Quanto ao preço do cabaz de bens alimentares essenciais, os dados são da Deco Proteste que, desde 23 de fevereiro, precisamente, tem monitorizado "os preços de um cabaz de 63 produtos alimentares essenciais que inclui bens como peru, frango, pescada, carapau, cebola, batata, cenoura, banana, maçã, laranja, arroz, esparguete, açúcar, fiambre, leite, queijo e manteiga. Começamos por calcular o preço médio por produto em todas as lojas online do nosso simulador em que se encontra disponível, e depois, somando o preço médio de todos os produtos, obtemos o custo do cabaz para um determinado dia".

No dia 9 de setembro, a Deco Proteste informou que "um cabaz de bens alimentares essenciais custa esta semana 206,35 euros, uma ligeira quebra (menos 0,02%) face aos 206,39 euros que custava há apenas uma semana (31 de agosto), mas mais 12,38% do que custava a 23 de fevereiro, véspera da explosão do conflito armado na Ucrânia. Os aumentos têm-se feito sentir em todas as categorias alimentares, mas são, sobretudo, a carne e o peixe que mais têm visto os seus preços subir".

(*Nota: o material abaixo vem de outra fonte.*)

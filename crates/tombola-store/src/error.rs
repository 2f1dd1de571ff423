//! Error types for the persistence layer.

use std::path::PathBuf;

use tombola_protocol::ProtocolError;

/// Errors that can occur while loading or saving rooms.
///
/// None of these are retried by the store. They surface to the caller
/// as an internal failure and the previously stored state stays
/// authoritative.
#[derive(Debug, thiserror::Error)]
pub enum StoreError {
    /// Reading the backing file failed.
    #[error("failed to read {path}: {source}")]
    Read {
        path: PathBuf,
        #[source]
        source: std::io::Error,
    },

    /// Writing (or renaming into place) the backing file failed.
    #[error("failed to write {path}: {source}")]
    Write {
        path: PathBuf,
        #[source]
        source: std::io::Error,
    },

    /// The stored document could not be encoded or decoded.
    #[error(transparent)]
    Codec(#[from] ProtocolError),
}
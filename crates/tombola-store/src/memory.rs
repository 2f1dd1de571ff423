//! In-process room store.

use std::collections::HashMap;
use std::sync::Arc;

use tokio::sync::Mutex;
use tombola_protocol::RoomKey;
use tombola_room::RoomState;

use crate::{Store, StoreError};

/// A [`Store`] backed by a `HashMap` behind a mutex.
///
/// State lives only as long as the process. Cloning is cheap and every
/// clone sees the same rooms.
#[derive(Debug, Clone, Default)]
pub struct MemoryStore {
    rooms: Arc<Mutex<HashMap<RoomKey, RoomState>>>,
}

impl MemoryStore {
    /// Creates an empty store.
    pub fn new() -> Self {
        Self::default()
    }

    /// Number of rooms stored.
    pub async fn len(&self) -> usize {
        self.rooms.lock().await.len()
    }

    /// Returns `true` if no room has been saved.
    pub async fn is_empty(&self) -> bool {
        self.rooms.lock().await.is_empty()
    }
}

impl Store for MemoryStore {
    async fn load(&self, key: &RoomKey) -> Result<Option<RoomState>, StoreError> {
        Ok(self.rooms.lock().await.get(key).cloned())
    }

    async fn save(&self, key: &RoomKey, state: &RoomState) -> Result<(), StoreError> {
        self.rooms.lock().await.insert(key.clone(), state.clone());
        tracing::debug!(room = %key, "room saved in memory");
        Ok(())
    }
}
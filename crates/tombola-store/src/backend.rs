//! Runtime selection between the durable and in-memory stores.

use std::path::PathBuf;

use tombola_protocol::RoomKey;
use tombola_room::RoomState;

use crate::{FileStore, MemoryStore, Store, StoreError};

/// The store a server runs with, chosen once at startup.
#[derive(Debug, Clone)]
pub enum Backend {
    Memory(MemoryStore),
    File(FileStore),
}

impl Backend {
    /// Opens the durable store at `path`, or falls back to memory when
    /// no path is configured. The file (and its directory) is created
    /// if missing.
    pub async fn open(path: Option<PathBuf>) -> Result<Self, StoreError> {
        match path {
            Some(path) => {
                let store = FileStore::new(path);
                store.ensure_ready().await?;
                tracing::info!(path = %store.path().display(), "using file store");
                Ok(Self::File(store))
            }
            None => {
                tracing::warn!("no data path configured, rooms are kept in memory only");
                Ok(Self::Memory(MemoryStore::new()))
            }
        }
    }

    /// Short name for logs.
    pub fn kind(&self) -> &'static str {
        match self {
            Self::Memory(_) => "memory",
            Self::File(_) => "file",
        }
    }
}

impl Store for Backend {
    async fn load(&self, key: &RoomKey) -> Result<Option<RoomState>, StoreError> {
        match self {
            Self::Memory(store) => store.load(key).await,
            Self::File(store) => store.load(key).await,
        }
    }

    async fn save(&self, key: &RoomKey, state: &RoomState) -> Result<(), StoreError> {
        match self {
            Self::Memory(store) => store.save(key, state).await,
            Self::File(store) => store.save(key, state).await,
        }
    }
}
//! Wire protocol for Tombola.
//!
//! This crate defines what clients and the server exchange over HTTP:
//!
//! - **Types** ([`RoomKey`], [`ActionRequest`], [`Reply`]): the request
//!   and response shapes.
//! - **Params** ([`Params`]): a loosely-typed bag of request fields with
//!   coercion helpers. Clients are never required to pre-validate their
//!   input, so every accessor degrades to `None` instead of failing.
//! - **Codec** ([`Codec`] trait, [`JsonCodec`]): how values are turned
//!   into bytes and back.
//! - **Errors** ([`ProtocolError`]).
//!
//! # Architecture
//!
//! ```text
//! HTTP (bytes) → Protocol (ActionRequest) → Room engine (RoomState)
//! ```
//!
//! The protocol layer knows nothing about the game rules. It only knows
//! how to read a request leniently and how to shape a reply.

// ---------------------------------------------------------------------------
// Module declarations
// ---------------------------------------------------------------------------

mod codec;
mod error;
mod params;
mod types;

// ---------------------------------------------------------------------------
// Re-exports
// ---------------------------------------------------------------------------

pub use codec::{Codec, JsonCodec};
pub use error::ProtocolError;
pub use params::Params;
pub use types::{ActionRequest, DEFAULT_ROOM, Reply, RoomKey};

"Entre 23 de fevereiro e 7 de setembro, o preço da carne já registou um aumento de 17,46% (mais 5,63 euros). Fazendo as contas a apenas um quilo de lombo de porco, de frango, de febras de porco, de costeletas do lombo de porco, de bifes de peru, de carne de novilho para cozer e de perna de peru, o gasto pode agora ser, em média, de 37,87 euros. O peixe, por sua vez, aumentou 14,05% (mais 8,47 euros) no mesmo período. Para comprar apenas um quilo de salmão, de pescada, de carapau, de peixe-espada-preto, de robalo, de dourada, de perca e de bacalhau, o consumidor pode agora ter de gastar, em média, 68,78 euros", especifica-se no mesmo artigo.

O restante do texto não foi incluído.